→ What to work on: Retype all of the data that follows, line for line.
== Segment start ==
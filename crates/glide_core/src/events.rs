//! Input events
//!
//! Unified pointer, touch, wheel and resize events as delivered by the host.
//! Coordinates are client/stage coordinates; timestamps are milliseconds.

use smallvec::SmallVec;

use crate::geometry::Point;

/// Event type identifier
pub type EventType = u32;

/// Common event types
pub mod event_types {
    use super::EventType;

    pub const POINTER_DOWN: EventType = 1;
    pub const POINTER_UP: EventType = 2;
    pub const POINTER_MOVE: EventType = 3;
    pub const POINTER_ENTER: EventType = 4;
    pub const POINTER_LEAVE: EventType = 5;
    pub const TOUCH_START: EventType = 12;
    pub const TOUCH_MOVE: EventType = 13;
    pub const TOUCH_END: EventType = 14;
    pub const TOUCH_CANCEL: EventType = 15;
    pub const WHEEL: EventType = 30;
    pub const RESIZE: EventType = 40;
}

/// A single touch contact
#[derive(Clone, Copy, Debug, PartialEq)]
pub struct TouchPoint {
    /// Platform touch identifier
    pub id: u64,
    pub x: f32,
    pub y: f32,
}

impl TouchPoint {
    pub const fn new(id: u64, x: f32, y: f32) -> Self {
        Self { id, x, y }
    }

    pub fn position(&self) -> Point {
        Point::new(self.x, self.y)
    }
}

/// Touch list; two contacts are the common case
pub type TouchList = SmallVec<[TouchPoint; 4]>;

/// Keyboard modifier flags carried by wheel events
#[derive(Clone, Copy, Debug, Default, PartialEq, Eq)]
pub struct Modifiers {
    bits: u8,
}

impl Modifiers {
    pub const NONE: Modifiers = Modifiers { bits: 0 };
    pub const SHIFT: u8 = 0b0001;
    pub const CTRL: u8 = 0b0010;
    pub const ALT: u8 = 0b0100;
    pub const META: u8 = 0b1000;

    pub const fn new(shift: bool, ctrl: bool, alt: bool, meta: bool) -> Self {
        let mut bits = 0;
        if shift {
            bits |= Self::SHIFT;
        }
        if ctrl {
            bits |= Self::CTRL;
        }
        if alt {
            bits |= Self::ALT;
        }
        if meta {
            bits |= Self::META;
        }
        Self { bits }
    }

    pub const fn from_bits(bits: u8) -> Self {
        Self { bits }
    }

    pub const fn shift(&self) -> bool {
        self.bits & Self::SHIFT != 0
    }

    pub const fn ctrl(&self) -> bool {
        self.bits & Self::CTRL != 0
    }

    pub const fn alt(&self) -> bool {
        self.bits & Self::ALT != 0
    }

    pub const fn meta(&self) -> bool {
        self.bits & Self::META != 0
    }

    pub const fn any(&self) -> bool {
        self.bits != 0
    }
}

/// Event-specific data
#[derive(Clone, Debug)]
pub enum EventData {
    Pointer {
        x: f32,
        y: f32,
        button: u8,
    },
    Touch {
        /// Contacts still on the surface
        touches: TouchList,
        /// Contacts that changed in this event (the lifted ones on touch end)
        changed: TouchList,
    },
    Wheel {
        delta_x: f32,
        delta_y: f32,
        modifiers: Modifiers,
    },
    Resize {
        width: f32,
        height: f32,
    },
    None,
}

/// An input event with associated data
#[derive(Clone, Debug)]
pub struct Event {
    pub event_type: EventType,
    pub data: EventData,
    /// Milliseconds, monotonic
    pub timestamp: f64,
    pub default_prevented: bool,
    pub propagation_stopped: bool,
}

impl Event {
    pub fn new(event_type: EventType, data: EventData, timestamp: f64) -> Self {
        Self {
            event_type,
            data,
            timestamp,
            default_prevented: false,
            propagation_stopped: false,
        }
    }

    fn pointer(event_type: EventType, x: f32, y: f32, timestamp: f64) -> Self {
        Self::new(event_type, EventData::Pointer { x, y, button: 0 }, timestamp)
    }

    pub fn pointer_down(x: f32, y: f32, timestamp: f64) -> Self {
        Self::pointer(event_types::POINTER_DOWN, x, y, timestamp)
    }

    pub fn pointer_move(x: f32, y: f32, timestamp: f64) -> Self {
        Self::pointer(event_types::POINTER_MOVE, x, y, timestamp)
    }

    pub fn pointer_up(x: f32, y: f32, timestamp: f64) -> Self {
        Self::pointer(event_types::POINTER_UP, x, y, timestamp)
    }

    pub fn pointer_enter(x: f32, y: f32, timestamp: f64) -> Self {
        Self::pointer(event_types::POINTER_ENTER, x, y, timestamp)
    }

    pub fn pointer_leave(x: f32, y: f32, timestamp: f64) -> Self {
        Self::pointer(event_types::POINTER_LEAVE, x, y, timestamp)
    }

    fn touch(
        event_type: EventType,
        touches: &[TouchPoint],
        changed: &[TouchPoint],
        timestamp: f64,
    ) -> Self {
        Self::new(
            event_type,
            EventData::Touch {
                touches: touches.iter().copied().collect(),
                changed: changed.iter().copied().collect(),
            },
            timestamp,
        )
    }

    pub fn touch_start(touches: &[TouchPoint], timestamp: f64) -> Self {
        Self::touch(event_types::TOUCH_START, touches, touches, timestamp)
    }

    pub fn touch_move(touches: &[TouchPoint], timestamp: f64) -> Self {
        Self::touch(event_types::TOUCH_MOVE, touches, touches, timestamp)
    }

    /// `remaining` are contacts still down, `lifted` the ones that ended
    pub fn touch_end(remaining: &[TouchPoint], lifted: &[TouchPoint], timestamp: f64) -> Self {
        Self::touch(event_types::TOUCH_END, remaining, lifted, timestamp)
    }

    pub fn touch_cancel(changed: &[TouchPoint], timestamp: f64) -> Self {
        Self::touch(event_types::TOUCH_CANCEL, &[], changed, timestamp)
    }

    pub fn wheel(delta_x: f32, delta_y: f32, modifiers: Modifiers, timestamp: f64) -> Self {
        Self::new(
            event_types::WHEEL,
            EventData::Wheel {
                delta_x,
                delta_y,
                modifiers,
            },
            timestamp,
        )
    }

    pub fn resize(width: f32, height: f32, timestamp: f64) -> Self {
        Self::new(
            event_types::RESIZE,
            EventData::Resize { width, height },
            timestamp,
        )
    }

    /// Whether this event came from a touch surface
    pub fn is_touch(&self) -> bool {
        matches!(self.data, EventData::Touch { .. })
    }

    /// Primary point of the event
    ///
    /// Mouse position, the first active touch, or the first changed touch
    /// when no contacts remain (touch end).
    pub fn position(&self) -> Option<Point> {
        match &self.data {
            EventData::Pointer { x, y, .. } => Some(Point::new(*x, *y)),
            EventData::Touch { touches, changed } => touches
                .first()
                .or_else(|| changed.first())
                .map(TouchPoint::position),
            _ => None,
        }
    }

    /// Stop the host from applying its own scrolling for this event
    pub fn prevent_default(&mut self) {
        self.default_prevented = true;
    }

    pub fn stop_propagation(&mut self) {
        self.propagation_stopped = true;
    }
}

#[cfg(test)]
mod tests {
    use super::*;

    #[test]
    fn test_touch_end_position_uses_changed_touch() {
        let lifted = TouchPoint::new(7, 12.0, 40.0);
        let event = Event::touch_end(&[], &[lifted], 100.0);
        assert_eq!(event.position(), Some(Point::new(12.0, 40.0)));
        assert!(event.is_touch());
    }

    #[test]
    fn test_prevent_default_flags() {
        let mut event = Event::wheel(0.0, 10.0, Modifiers::NONE, 0.0);
        assert!(!event.default_prevented);
        event.prevent_default();
        assert!(event.default_prevented);
        assert_eq!(event.position(), None);
    }

    #[test]
    fn test_modifiers() {
        let mods = Modifiers::new(true, false, false, true);
        assert!(mods.shift());
        assert!(!mods.ctrl());
        assert!(mods.meta());
        assert!(mods.any());
        assert!(!Modifiers::NONE.any());
    }
}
== Segment end ==
→ Solution to this exercise:
filename crates/glide_core/src/events.rs
//! Input events
//!
//! Unified pointer, touch, wheel and resize events as delivered by the host.
//! Coordinates are client/stage coordinates; timestamps are milliseconds.

use smallvec::SmallVec;

use crate::geometry::Point;

/// Event type identifier
pub type EventType = u32;

/// Common event types
pub mod event_types {
    use super::EventType;

    pub const POINTER_DOWN: EventType = 1;
    pub const POINTER_UP: EventType = 2;
    pub const POINTER_MOVE: EventType = 3;
    pub const POINTER_ENTER: EventType = 4;
    pub const POINTER_LEAVE: EventType = 5;
    pub const TOUCH_START: EventType = 12;
    pub const TOUCH_MOVE: EventType = 13;
    pub const TOUCH_END: EventType = 14;
    pub const TOUCH_CANCEL: EventType = 15;
    pub const WHEEL: EventType = 30;
    pub const RESIZE: EventType = 40;
}

/// A single touch contact
#[derive(Clone, Copy, Debug, PartialEq)]
pub struct TouchPoint {
    /// Platform touch identifier
    pub id: u64,
    pub x: f32,
    pub y: f32,
}

impl TouchPoint {
    pub const fn new(id: u64, x: f32, y: f32) -> Self {
        Self { id, x, y }
    }

    pub fn position(&self) -> Point {
        Point::new(self.x, self.y)
    }
}

/// Touch list; two contacts are the common case
pub type TouchList = SmallVec<[TouchPoint; 4]>;

/// Keyboard modifier flags carried by wheel events
#[derive(Clone, Copy, Debug, Default, PartialEq, Eq)]
pub struct Modifiers {
    bits: u8,
}

impl Modifiers {
    pub const NONE: Modifiers = Modifiers { bits: 0 };
    pub const SHIFT: u8 = 0b0001;
    pub const CTRL: u8 = 0b0010;
    pub const ALT: u8 = 0b0100;
    pub const META: u8 = 0b1000;

    pub const fn new(shift: bool, ctrl: bool, alt: bool, meta: bool) -> Self {
        let mut bits = 0;
        if shift {
            bits |= Self::SHIFT;
        }
        if ctrl {
            bits |= Self::CTRL;
        }
        if alt {
            bits |= Self::ALT;
        }
        if meta {
            bits |= Self::META;
        }
        Self { bits }
    }

    pub const fn from_bits(bits: u8) -> Self {
        Self { bits }
    }

    pub const fn shift(&self) -> bool {
        self.bits & Self::SHIFT != 0
    }

    pub const fn ctrl(&self) -> bool {
        self.bits & Self::CTRL != 0
    }

    pub const fn alt(&self) -> bool {
        self.bits & Self::ALT != 0
    }

    pub const fn meta(&self) -> bool {
        self.bits & Self::META != 0
    }

    pub const fn any(&self) -> bool {
        self.bits != 0
    }
}

/// Event-specific data
#[derive(Clone, Debug)]
pub enum EventData {
    Pointer {
        x: f32,
        y: f32,
        button: u8,
    },
    Touch {
        /// Contacts still on the surface
        touches: TouchList,
        /// Contacts that changed in this event (the lifted ones on touch end)
        changed: TouchList,
    },
    Wheel {
        delta_x: f32,
        delta_y: f32,
        modifiers: Modifiers,
    },
    Resize {
        width: f32,
        height: f32,
    },
    None,
}

/// An input event with associated data
#[derive(Clone, Debug)]
pub struct Event {
    pub event_type: EventType,
    pub data: EventData,
    /// Milliseconds, monotonic
    pub timestamp: f64,
    pub default_prevented: bool,
    pub propagation_stopped: bool,
}

impl Event {
    pub fn new(event_type: EventType, data: EventData, timestamp: f64) -> Self {
        Self {
            event_type,
            data,
            timestamp,
            default_prevented: false,
            propagation_stopped: false,
        }
    }

    fn pointer(event_type: EventType, x: f32, y: f32, timestamp: f64) -> Self {
        Self::new(event_type, EventData::Pointer { x, y, button: 0 }, timestamp)
    }

    pub fn pointer_down(x: f32, y: f32, timestamp: f64) -> Self {
        Self::pointer(event_types::POINTER_DOWN, x, y, timestamp)
    }

    pub fn pointer_move(x: f32, y: f32, timestamp: f64) -> Self {
        Self::pointer(event_types::POINTER_MOVE, x, y, timestamp)
    }

    pub fn pointer_up(x: f32, y: f32, timestamp: f64) -> Self {
        Self::pointer(event_types::POINTER_UP, x, y, timestamp)
    }

    pub fn pointer_enter(x: f32, y: f32, timestamp: f64) -> Self {
        Self::pointer(event_types::POINTER_ENTER, x, y, timestamp)
    }

    pub fn pointer_leave(x: f32, y: f32, timestamp: f64) -> Self {
        Self::pointer(event_types::POINTER_LEAVE, x, y, timestamp)
    }

    fn touch(
        event_type: EventType,
        touches: &[TouchPoint],
        changed: &[TouchPoint],
        timestamp: f64,
    ) -> Self {
        Self::new(
            event_type,
            EventData::Touch {
                touches: touches.iter().copied().collect(),
                changed: changed.iter().copied().collect(),
            },
            timestamp,
        )
    }

    pub fn touch_start(touches: &[TouchPoint], timestamp: f64) -> Self {
        Self::touch(event_types::TOUCH_START, touches, touches, timestamp)
    }

    pub fn touch_move(touches: &[TouchPoint], timestamp: f64) -> Self {
        Self::touch(event_types::TOUCH_MOVE, touches, touches, timestamp)
    }

    /// `remaining` are contacts still down, `lifted` the ones that ended
    pub fn touch_end(remaining: &[TouchPoint], lifted: &[TouchPoint], timestamp: f64) -> Self {
        Self::touch(event_types::TOUCH_END, remaining, lifted, timestamp)
    }

    pub fn touch_cancel(changed: &[TouchPoint], timestamp: f64) -> Self {
        Self::touch(event_types::TOUCH_CANCEL, &[], changed, timestamp)
    }

    pub fn wheel(delta_x: f32, delta_y: f32, modifiers: Modifiers, timestamp: f64) -> Self {
        Self::new(
            event_types::WHEEL,
            EventData::Wheel {
                delta_x,
                delta_y,
                modifiers,
            },
            timestamp,
        )
    }

    pub fn resize(width: f32, height: f32, timestamp: f64) -> Self {
        Self::new(
            event_types::RESIZE,
            EventData::Resize { width, height },
            timestamp,
        )
    }

    /// Whether this event came from a touch surface
    pub fn is_touch(&self) -> bool {
        matches!(self.data, EventData::Touch { .. })
    }

    /// Primary point of the event
    ///
    /// Mouse position, the first active touch, or the first changed touch
    /// when no contacts remain (touch end).
    pub fn position(&self) -> Option<Point> {
        match &self.data {
            EventData::Pointer { x, y, .. } => Some(Point::new(*x, *y)),
            EventData::Touch { touches, changed } => touches
                .first()
                .or_else(|| changed.first())
                .map(TouchPoint::position),
            _ => None,
        }
    }

    /// Stop the host from applying its own scrolling for this event
    pub fn prevent_default(&mut self) {
        self.default_prevented = true;
    }

    pub fn stop_propagation(&mut self) {
        self.propagation_stopped = true;
    }
}

#[cfg(test)]
mod tests {
    use super::*;

    #[test]
    fn test_touch_end_position_uses_changed_touch() {
        let lifted = TouchPoint::new(7, 12.0, 40.0);
        let event = Event::touch_end(&[], &[lifted], 100.0);
        assert_eq!(event.position(), Some(Point::new(12.0, 40.0)));
        assert!(event.is_touch());
    }

    #[test]
    fn test_prevent_default_flags() {
        let mut event = Event::wheel(0.0, 10.0, Modifiers::NONE, 0.0);
        assert!(!event.default_prevented);
        event.prevent_default();
        assert!(event.default_prevented);
        assert_eq!(event.position(), None);
    }

    #[test]
    fn test_modifiers() {
        let mods = Modifiers::new(true, false, false, true);
        assert!(mods.shift());
        assert!(!mods.ctrl());
        assert!(mods.meta());
        assert!(mods.any());
        assert!(!Modifiers::NONE.any());
    }
}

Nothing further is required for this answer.